It’s hard for nurses to get their message across in Trenton if they don’t speak with a single voice. That helps explain why nurse executives and other registered nurses, as well as academics, have launched a new lobby to make sure their messages get heard loud and clear.
First issue of importance: The New Jersey Nursing Leadership Council wants to push through legislation that would allow advanced practice nurses (APNs) to establish independent offices without having agreements with doctors.
Many doctors oppose the idea.
Nursing groups felt they wouldn’t be able to galvanize policymakers behind key bills like the Consumer Access to Health Care Act (S-870/A-906) unless individual organizations were acting in concert.
By finding areas of consensus, “policymakers and others will see a strong, unified voice on certain key issues that might not otherwise be as evident,” said Kathleen Russell-Babin, who is serving as the coleader of the council. She is a senior manager with Meridian Health.
The council’s first lobbying priority would allow APNs to operate on their own, without being required to have agreements with physicians. Bill supporters argue that it would increase patients’ access to primary care via professionals who have advanced degrees and are trained to diagnose and treat acute and chronic illnesses.
But opponents say the proposal fails to account for the importance of doctors and overestimates the cost-effectiveness of APNs. They argue that physicians should direct all primary care.
The bill drew broad support from the different council members, including nursing educators, according to council member William L. Holzemer, dean of Rutgers University’s College of Nursing in Newark.
“The research is overwhelmingly supportive,” said Holzemer, adding that professors who are advanced practice nurses are directly affected by the bill, since they currently must have an agreement in place and pay a fee to a doctor in order to maintain their licenses.

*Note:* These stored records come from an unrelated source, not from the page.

//! In-memory [`SyncStore`] that records every write, for handler tests.

#![allow(clippy::unwrap_used)]

use std::sync::Mutex;

use async_trait::async_trait;
use rust_decimal::Decimal;
use shopify_sync_core::{
    AddressId, AddressPayload, CustomerId, CustomerPayload, ImageId, ImagePayload, ProductId,
    ProductPayload, VariantId, VariantPayload,
};

use super::{RepositoryError, SyncStore};

/// One upsert as seen by the store.
#[derive(Debug, Clone, PartialEq, Eq)]
pub enum Write {
    Product(ProductId),
    Variant {
        id: VariantId,
        product_id: ProductId,
        price: Decimal,
    },
    Image(ImageId),
    Customer {
        id: CustomerId,
        total_spent: Decimal,
    },
    Address(AddressId),
}

#[derive(Debug, Default)]
pub struct RecordingStore {
    writes: Mutex<Vec<Write>>,
    fail_on: Option<Write>,
    unreachable: bool,
}

impl RecordingStore {
    pub fn new() -> Self {
        Self::default()
    }

    /// Fail the upsert that would have recorded `write`.
    pub fn failing_on(write: Write) -> Self {
        Self {
            fail_on: Some(write),
            ..Self::default()
        }
    }

    /// Fail every call, as if the database were down.
    pub fn unreachable() -> Self {
        Self {
            unreachable: true,
            ..Self::default()
        }
    }

    pub fn writes(&self) -> Vec<Write> {
        self.writes.lock().unwrap().clone()
    }

    fn record(&self, write: Write) -> Result<(), RepositoryError> {
        if self.unreachable || self.fail_on.as_ref() == Some(&write) {
            return Err(RepositoryError::Database(sqlx::Error::Protocol(format!(
                "injected failure on {write:?}"
            ))));
        }
        self.writes.lock().unwrap().push(write);
        Ok(())
    }
}

#[async_trait]
impl SyncStore for RecordingStore {
    async fn upsert_product(&self, product: &ProductPayload) -> Result<(), RepositoryError> {
        self.record(Write::Product(product.id))
    }

    async fn upsert_variant(&self, variant: &VariantPayload) -> Result<(), RepositoryError> {
        self.record(Write::Variant {
            id: variant.id,
            product_id: variant.product_id,
            price: variant.price_amount(),
        })
    }

    async fn upsert_image(&self, image: &ImagePayload) -> Result<(), RepositoryError> {
        self.record(Write::Image(image.id))
    }

    async fn upsert_customer(&self, customer: &CustomerPayload) -> Result<(), RepositoryError> {
        self.record(Write::Customer {
            id: customer.id,
            total_spent: customer.total_spent_amount(),
        })
    }

    async fn upsert_address(&self, address: &AddressPayload) -> Result<(), RepositoryError> {
        self.record(Write::Address(address.id))
    }

    async fn ping(&self) -> Result<(), RepositoryError> {
        if self.unreachable {
            return Err(RepositoryError::Database(sqlx::Error::PoolTimedOut));
        }
        Ok(())
    }
}
//! Sync service configuration loaded from environment variables.
//!
//! # Environment Variables
//!
//! ## Required
//! - `DB_HOST` - `PostgreSQL` host
//! - `DB_PORT` - `PostgreSQL` port
//! - `DB_USER` - `PostgreSQL` user
//! - `DB_PASS` - `PostgreSQL` password
//! - `DB_NAME` - `PostgreSQL` database name
//!
//! ## Optional
//! - `DB_SSLMODE` - `disable`, `allow`, `prefer`, `require`, `verify-ca` or
//!   `verify-full` (default: disable)
//! - `DB_MAX_CONNECTIONS` - Pool size (default: 10)
//! - `HOST` - Bind address (default: 0.0.0.0)
//! - `PORT` - Listen port (default: 8080)
//! - `LOG_FORMAT` - `json` for structured logs, anything else for text
//! - `SENTRY_DSN` - Sentry error tracking DSN
//! - `SENTRY_ENVIRONMENT` - Sentry environment name
//! - `SENTRY_SAMPLE_RATE` - Error sample rate (default: 1.0)
//! - `SENTRY_TRACES_SAMPLE_RATE` - Traces sample rate (default: 0.0)

use std::net::{IpAddr, SocketAddr};

use secrecy::{ExposeSecret, SecretString};
use sqlx::postgres::{PgConnectOptions, PgSslMode};
use thiserror::Error;

const DEFAULT_HOST: &str = "0.0.0.0";
const DEFAULT_PORT: &str = "8080";
const DEFAULT_SSL_MODE: &str = "disable";
const DEFAULT_MAX_CONNECTIONS: &str = "10";

/// Configuration errors that can occur during loading.
#[derive(Debug, Error)]
pub enum ConfigError {
    #[error("Missing environment variable: {0}")]
    MissingEnvVar(String),
    #[error("Invalid environment variable {0}: {1}")]
    InvalidEnvVar(String, String),
}

/// Sync service configuration.
#[derive(Debug, Clone)]
pub struct SyncConfig {
    /// `PostgreSQL` connection settings
    pub database: DatabaseConfig,
    /// IP address to bind the server to
    pub host: IpAddr,
    /// Port to listen on
    pub port: u16,
    /// Emit logs as JSON instead of text
    pub json_logs: bool,
    /// Sentry DSN for error tracking
    pub sentry_dsn: Option<String>,
    /// Sentry environment (e.g., "staging", "production")
    pub sentry_environment: Option<String>,
    /// Sentry error sample rate (0.0 to 1.0)
    pub sentry_sample_rate: f32,
    /// Sentry traces sample rate for performance monitoring (0.0 to 1.0)
    pub sentry_traces_sample_rate: f32,
}

/// `PostgreSQL` connection settings.
///
/// Implements `Debug` manually to redact the password.
#[derive(Clone)]
pub struct DatabaseConfig {
    pub host: String,
    pub port: u16,
    pub user: String,
    pub password: SecretString,
    pub name: String,
    pub ssl_mode: PgSslMode,
    /// Upper bound on pooled connections
    pub max_connections: u32,
}

impl std::fmt::Debug for DatabaseConfig {
    fn fmt(&self, f: &mut std::fmt::Formatter<'_>) -> std::fmt::Result {
        f.debug_struct("DatabaseConfig")
            .field("host", &self.host)
            .field("port", &self.port)
            .field("user", &self.user)
            .field("password", &"[REDACTED]")
            .field("name", &self.name)
            .field("ssl_mode", &self.ssl_mode)
            .field("max_connections", &self.max_connections)
            .finish()
    }
}

impl DatabaseConfig {
    /// Build `sqlx` connection options from the individual settings.
    ///
    /// The password is passed verbatim, never URL-encoded.
    #[must_use]
    pub fn connect_options(&self) -> PgConnectOptions {
        PgConnectOptions::new()
            .host(&self.host)
            .port(self.port)
            .username(&self.user)
            .password(self.password.expose_secret())
            .database(&self.name)
            .ssl_mode(self.ssl_mode)
    }

    /// Load the database settings through an environment lookup.
    ///
    /// # Errors
    ///
    /// Returns `ConfigError` if any of the five `DB_*` connection variables
    /// is missing or a numeric value does not parse.
    pub fn from_lookup(env: &impl Fn(&str) -> Option<String>) -> Result<Self, ConfigError> {
        let host = get_required_env(env, "DB_HOST")?;
        let port = parse_env("DB_PORT", &get_required_env(env, "DB_PORT")?)?;
        let user = get_required_env(env, "DB_USER")?;
        let password = SecretString::from(get_required_env(env, "DB_PASS")?);
        let name = get_required_env(env, "DB_NAME")?;
        let ssl_mode = parse_env(
            "DB_SSLMODE",
            &get_env_or_default(env, "DB_SSLMODE", DEFAULT_SSL_MODE),
        )?;
        let max_connections = parse_env(
            "DB_MAX_CONNECTIONS",
            &get_env_or_default(env, "DB_MAX_CONNECTIONS", DEFAULT_MAX_CONNECTIONS),
        )?;

        Ok(Self {
            host,
            port,
            user,
            password,
            name,
            ssl_mode,
            max_connections,
        })
    }

    /// Load the database settings from the process environment.
    ///
    /// Calls `dotenvy::dotenv()` to load from `.env` file if present.
    ///
    /// # Errors
    ///
    /// See [`Self::from_lookup`].
    pub fn from_env() -> Result<Self, ConfigError> {
        let _ = dotenvy::dotenv();
        Self::from_lookup(&process_env)
    }
}

impl SyncConfig {
    /// Load configuration from environment variables.
    ///
    /// Calls `dotenvy::dotenv()` to load from `.env` file if present.
    ///
    /// # Errors
    ///
    /// Returns `ConfigError` if required variables are missing or invalid.
    pub fn from_env() -> Result<Self, ConfigError> {
        // Load .env file if present (ignore errors if not found)
        let _ = dotenvy::dotenv();
        Self::from_lookup(&process_env)
    }

    /// Load configuration through an arbitrary lookup function.
    ///
    /// # Errors
    ///
    /// Returns `ConfigError` if required variables are missing or invalid.
    pub fn from_lookup(env: &impl Fn(&str) -> Option<String>) -> Result<Self, ConfigError> {
        let database = DatabaseConfig::from_lookup(env)?;
        let host = parse_env("HOST", &get_env_or_default(env, "HOST", DEFAULT_HOST))?;
        let port = parse_env("PORT", &get_env_or_default(env, "PORT", DEFAULT_PORT))?;
        let json_logs = env("LOG_FORMAT").is_some_and(|v| v.eq_ignore_ascii_case("json"));
        let sentry_dsn = env("SENTRY_DSN").filter(|v| !v.is_empty());
        let sentry_environment = env("SENTRY_ENVIRONMENT");
        let sentry_sample_rate = env("SENTRY_SAMPLE_RATE")
            .and_then(|s| s.parse().ok())
            .unwrap_or(1.0);
        let sentry_traces_sample_rate = env("SENTRY_TRACES_SAMPLE_RATE")
            .and_then(|s| s.parse().ok())
            .unwrap_or(0.0);

        Ok(Self {
            database,
            host,
            port,
            json_logs,
            sentry_dsn,
            sentry_environment,
            sentry_sample_rate,
            sentry_traces_sample_rate,
        })
    }

    /// Returns the socket address for binding the server.
    #[must_use]
    pub const fn socket_addr(&self) -> SocketAddr {
        SocketAddr::new(self.host, self.port)
    }
}

// =============================================================================
// Helper Functions
// =============================================================================

fn process_env(key: &str) -> Option<String> {
    std::env::var(key).ok()
}

/// Get a required environment variable. Empty values count as missing.
fn get_required_env(
    env: &impl Fn(&str) -> Option<String>,
    key: &str,
) -> Result<String, ConfigError> {
    env(key)
        .filter(|v| !v.is_empty())
        .ok_or_else(|| ConfigError::MissingEnvVar(key.to_string()))
}

/// Get an environment variable with a default value.
fn get_env_or_default(env: &impl Fn(&str) -> Option<String>, key: &str, default: &str) -> String {
    env(key).unwrap_or_else(|| default.to_string())
}

/// Parse a raw value, reporting failures against the variable name.
fn parse_env<T>(key: &str, raw: &str) -> Result<T, ConfigError>
where
    T: std::str::FromStr,
    T::Err: std::fmt::Display,
{
    raw.parse::<T>()
        .map_err(|e| ConfigError::InvalidEnvVar(key.to_string(), e.to_string()))
}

The council includes representatives of the New Jersey State Nurses Association, the largest nursing professional organization; the Organization of Nurse Executives of New Jersey (ONENJ); the New Jersey League for Nursing, which promotes nursing education; nursing college professors; and home-care nurses.
These groups and individuals “came together because we felt it was important that we bring nurses to the table from different areas, ” said Susan Cholewka, executive director of ONENJ and the organizer of the council’s meetings.
Holzemer said the council presents an opportunity for nursing faculty members to join with professional groups on issues that affect both how nurses practice and how they are taught.
“We’re all so busy it’s important to get to know people with different roles and different educations,” Holzemer said. “The more we can bring the different practices together, the better it will be for patients.”
The council plans to take positions on a wider range of issues as council members get a better sense about areas of consensus.
One issue on the council’s agenda is a proposal that’s long drawn support from several of its member organizations: requiring that registered nurses have bachelor’s degrees. Holzemer noted that hospitals have opposed the proposal in the past when there were nursing shortages, but “now in New Jersey, most hospitals won’t even interview nurses for jobs if they don’t have a bachelor’s degree.” Current opposition to the proposal is centered on community colleges, where associate’s degrees in nursing are key attractions.
One area where there may be less of a consensus is the proposal by nurses unions –- which aren’t a part of the new council — to increase minimum staffing levels, which they argue will increase patient safety. ONENJ is opposed to the measure, with organization representatives saying it’s too restrictive and doesn’t allow flexibility for nurses.